La segunda razón es coyuntural: bajo el gobierno de lo Partido de los Trabajadores (PT), la política exterior brasileña ha representado una renovada inserción pragmática hacia el status de potencia global. La diversificación de socios estratégicos, como señalan Tullo Vigevani y Gabriel Cepaluni , se firmó como uno de los pilares de la diplomacia de Lula da Silva. Gran énfasis fue dado a las iniciativas de cooperación sur-sur, como el Fórum IBAS (India, Brasil y África del Sur) o la concertación política de los BRICS (añadidos Rusia y China); a los procesos de integración sudamericanos; y a la aproximación de países africanos y de Medio Oriente. Además de la dimensión comercial, que sin duda representó un factor muy importante hacia esta diversificación, hay que considerarse sus metas políticas, la más fundamental de ellas la aspiración de lograr un asiento permanente en el Consejo de Seguridad de la Organización de las Naciones Unidas (ONU). 

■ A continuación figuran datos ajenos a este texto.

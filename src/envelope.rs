//! Binary envelope codec for the message set.
//!
//! Wire layout: a 1-byte discriminant (variant index + 1, zero reserved),
//! then the variant payload in little-endian fixed-width fields, with a
//! `u32` count prefix on every list:
//!
//! ```text
//!   Spike:          [tag=1][sender 16B][step u64][count u32][index u32]*
//!   SynapticImpact: [tag=2][sender 16B][step u64][pre 16B][post 16B]
//!                   [forcing u8][count u32]
//!                   ([connection u64][impact f32][kind u8][pre_idx u32][post_idx u32])*
//! ```
//!
//! The in-process bus moves `Message` values and never touches this module;
//! the socket transport carries exactly these bytes. An unknown discriminant
//! or kind byte is a hard decode error, never skipped.

use tracing::trace;

use crate::message::{
    ImpactKind, Message, MessageHeader, MessageKind, SpikeMessage, SynapticImpact,
    SynapticImpactMessage,
};
use crate::uid::Uid;

/// Failure while decoding an envelope buffer.
#[derive(Debug, thiserror::Error)]
pub enum CodecError {
    #[error("unknown message discriminant {0}")]
    UnknownTag(u8),
    #[error("unknown impact kind byte {0}")]
    UnknownImpactKind(u8),
    #[error("buffer truncated: needed {needed} more bytes")]
    Truncated { needed: usize },
}

// ─── Write primitives ───────────────────────────────────────────────────────

fn write_u8(buf: &mut Vec<u8>, val: u8) {
    buf.push(val);
}

fn write_u32(buf: &mut Vec<u8>, val: u32) {
    buf.extend_from_slice(&val.to_le_bytes());
}

fn write_u64(buf: &mut Vec<u8>, val: u64) {
    buf.extend_from_slice(&val.to_le_bytes());
}

fn write_f32(buf: &mut Vec<u8>, val: f32) {
    buf.extend_from_slice(&val.to_le_bytes());
}

fn write_uid(buf: &mut Vec<u8>, uid: Uid) {
    buf.extend_from_slice(uid.as_bytes());
}

fn write_header(buf: &mut Vec<u8>, header: &MessageHeader) {
    write_uid(buf, header.sender);
    write_u64(buf, header.step);
}

// ─── Read primitives ────────────────────────────────────────────────────────

fn take<'a>(cursor: &mut &'a [u8], len: usize) -> Result<&'a [u8], CodecError> {
    if cursor.len() < len {
        return Err(CodecError::Truncated {
            needed: len - cursor.len(),
        });
    }
    let (head, tail) = cursor.split_at(len);
    *cursor = tail;
    Ok(head)
}

fn read_u8(cursor: &mut &[u8]) -> Result<u8, CodecError> {
    Ok(take(cursor, 1)?[0])
}

fn read_u32(cursor: &mut &[u8]) -> Result<u32, CodecError> {
    let bytes = take(cursor, 4)?;
    Ok(u32::from_le_bytes(bytes.try_into().unwrap()))
}

fn read_u64(cursor: &mut &[u8]) -> Result<u64, CodecError> {
    let bytes = take(cursor, 8)?;
    Ok(u64::from_le_bytes(bytes.try_into().unwrap()))
}

fn read_f32(cursor: &mut &[u8]) -> Result<f32, CodecError> {
    let bytes = take(cursor, 4)?;
    Ok(f32::from_le_bytes(bytes.try_into().unwrap()))
}

fn read_uid(cursor: &mut &[u8]) -> Result<Uid, CodecError> {
    let bytes = take(cursor, 16)?;
    Ok(Uid::from_bytes(bytes.try_into().unwrap()))
}

fn read_header(cursor: &mut &[u8]) -> Result<MessageHeader, CodecError> {
    Ok(MessageHeader {
        sender: read_uid(cursor)?,
        step: read_u64(cursor)?,
    })
}

// ─── Pack ───────────────────────────────────────────────────────────────────

/// Serialize a message into a self-contained envelope buffer.
pub fn pack(message: &Message) -> Vec<u8> {
    trace!(tag = message.kind().wire_tag(), "packing envelope");
    let mut buf = Vec::with_capacity(64);
    write_u8(&mut buf, message.kind().wire_tag());
    match message {
        Message::Spike(msg) => {
            write_header(&mut buf, &msg.header);
            write_u32(&mut buf, msg.neuron_indexes.len() as u32);
            for index in &msg.neuron_indexes {
                write_u32(&mut buf, *index);
            }
        }
        Message::SynapticImpact(msg) => {
            write_header(&mut buf, &msg.header);
            write_uid(&mut buf, msg.presynaptic_population);
            write_uid(&mut buf, msg.postsynaptic_population);
            write_u8(&mut buf, msg.is_forcing as u8);
            write_u32(&mut buf, msg.impacts.len() as u32);
            for impact in &msg.impacts {
                write_u64(&mut buf, impact.connection_index);
                write_f32(&mut buf, impact.impact);
                write_u8(&mut buf, impact.kind as u8);
                write_u32(&mut buf, impact.presynaptic_neuron_index);
                write_u32(&mut buf, impact.postsynaptic_neuron_index);
            }
        }
    }
    buf
}

// ─── Unpack ─────────────────────────────────────────────────────────────────

/// Deserialize an envelope buffer produced by [`pack`].
pub fn unpack(buffer: &[u8]) -> Result<Message, CodecError> {
    let mut cursor = buffer;
    let tag = read_u8(&mut cursor)?;
    let kind = MessageKind::from_wire_tag(tag).ok_or(CodecError::UnknownTag(tag))?;
    trace!(?kind, "unpacking envelope");
    match kind {
        MessageKind::Spike => {
            let header = read_header(&mut cursor)?;
            let count = read_u32(&mut cursor)? as usize;
            let mut neuron_indexes = Vec::with_capacity(count);
            for _ in 0..count {
                neuron_indexes.push(read_u32(&mut cursor)?);
            }
            Ok(Message::Spike(SpikeMessage {
                header,
                neuron_indexes,
            }))
        }
        MessageKind::SynapticImpact => {
            let header = read_header(&mut cursor)?;
            let presynaptic_population = read_uid(&mut cursor)?;
            let postsynaptic_population = read_uid(&mut cursor)?;
            let is_forcing = read_u8(&mut cursor)? != 0;
            let count = read_u32(&mut cursor)? as usize;
            let mut impacts = Vec::with_capacity(count);
            for _ in 0..count {
                let connection_index = read_u64(&mut cursor)?;
                let impact = read_f32(&mut cursor)?;
                let kind_byte = read_u8(&mut cursor)?;
                let kind = ImpactKind::from_wire(kind_byte)
                    .ok_or(CodecError::UnknownImpactKind(kind_byte))?;
                impacts.push(SynapticImpact {
                    connection_index,
                    impact,
                    kind,
                    presynaptic_neuron_index: read_u32(&mut cursor)?,
                    postsynaptic_neuron_index: read_u32(&mut cursor)?,
                });
            }
            Ok(Message::SynapticImpact(SynapticImpactMessage {
                header,
                presynaptic_population,
                postsynaptic_population,
                is_forcing,
                impacts,
            }))
        }
    }
}

#[cfg(test)]
mod tests {
    use super::*;

    fn populated_spike() -> Message {
        Message::Spike(SpikeMessage {
            header: MessageHeader {
                sender: Uid::new(),
                step: 42,
            },
            neuron_indexes: vec![0, 5, 17, 1000],
        })
    }

    fn populated_impact() -> Message {
        Message::SynapticImpact(SynapticImpactMessage {
            header: MessageHeader {
                sender: Uid::new(),
                step: 9,
            },
            presynaptic_population: Uid::new(),
            postsynaptic_population: Uid::new(),
            is_forcing: true,
            impacts: vec![
                SynapticImpact {
                    connection_index: 3,
                    impact: 1.25,
                    kind: ImpactKind::Excitatory,
                    presynaptic_neuron_index: 0,
                    postsynaptic_neuron_index: 7,
                },
                SynapticImpact {
                    connection_index: 11,
                    impact: -0.5,
                    kind: ImpactKind::InhibitoryCurrent,
                    presynaptic_neuron_index: 2,
                    postsynaptic_neuron_index: 0,
                },
            ],
        })
    }

    #[test]
    fn spike_roundtrip() {
        let msg = populated_spike();
        assert_eq!(unpack(&pack(&msg)).unwrap(), msg);
    }

    #[test]
    fn spike_roundtrip_empty() {
        let msg = Message::Spike(SpikeMessage::default());
        assert_eq!(unpack(&pack(&msg)).unwrap(), msg);
    }

    #[test]
    fn impact_roundtrip() {
        let msg = populated_impact();
        assert_eq!(unpack(&pack(&msg)).unwrap(), msg);
    }

    #[test]
    fn impact_roundtrip_empty() {
        let msg = Message::SynapticImpact(SynapticImpactMessage::default());
        assert_eq!(unpack(&pack(&msg)).unwrap(), msg);
    }

    #[test]
    fn unknown_tag_is_an_error() {
        let mut buf = pack(&populated_spike());
        buf[0] = 9;
        assert!(matches!(unpack(&buf), Err(CodecError::UnknownTag(9))));

        buf[0] = 0; // reserved "none"
        assert!(matches!(unpack(&buf), Err(CodecError::UnknownTag(0))));
    }

    #[test]
    fn truncated_buffer_is_an_error() {
        let buf = pack(&populated_impact());
        for len in 0..buf.len() {
            assert!(
                matches!(unpack(&buf[..len]), Err(CodecError::Truncated { .. })),
                "prefix of {len} bytes decoded"
            );
        }
    }

    #[test]
    fn unknown_impact_kind_is_an_error() {
        let mut buf = pack(&Message::SynapticImpact(SynapticImpactMessage {
            impacts: vec![SynapticImpact {
                connection_index: 0,
                impact: 0.0,
                kind: ImpactKind::Excitatory,
                presynaptic_neuron_index: 0,
                postsynaptic_neuron_index: 0,
            }],
            ..SynapticImpactMessage::default()
        }));
        // Kind byte sits after tag + header + two uids + forcing + count +
        // connection_index + impact.
        let kind_offset = 1 + 24 + 32 + 1 + 4 + 8 + 4;
        buf[kind_offset] = 200;
        assert!(matches!(
            unpack(&buf),
            Err(CodecError::UnknownImpactKind(200))
        ));
    }
}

Estos atributos de las relaciones exteriores de Brasil, en vez de avanzaren con los lazos bilaterales con Israel (ya que hubo un claro interés estratégico por el Medio Oriente), crearan un clima de desconfianza en Tel Aviv. El deseo de una presencia más activa en la región por parte del gobierno Lula no parecía ser el gran problema. Tanto es que el intercambio comercial creció de manera significativa entre 2003 y 2010, tal vez impulsado por las negociaciones del Acuerdo de Libre Comercio Mercosur-Israel - el primer acuerdo extra-regional firmado por el bloque del Cono Sur el diciembre 2007 . Ahora bien, los socios que Brasil ha elegido como prioritarios por allá - Libia, Siria e Irán, especialmente los dos últimos -, son obstáculos manifiestos a una relación más duradera con los israelíes.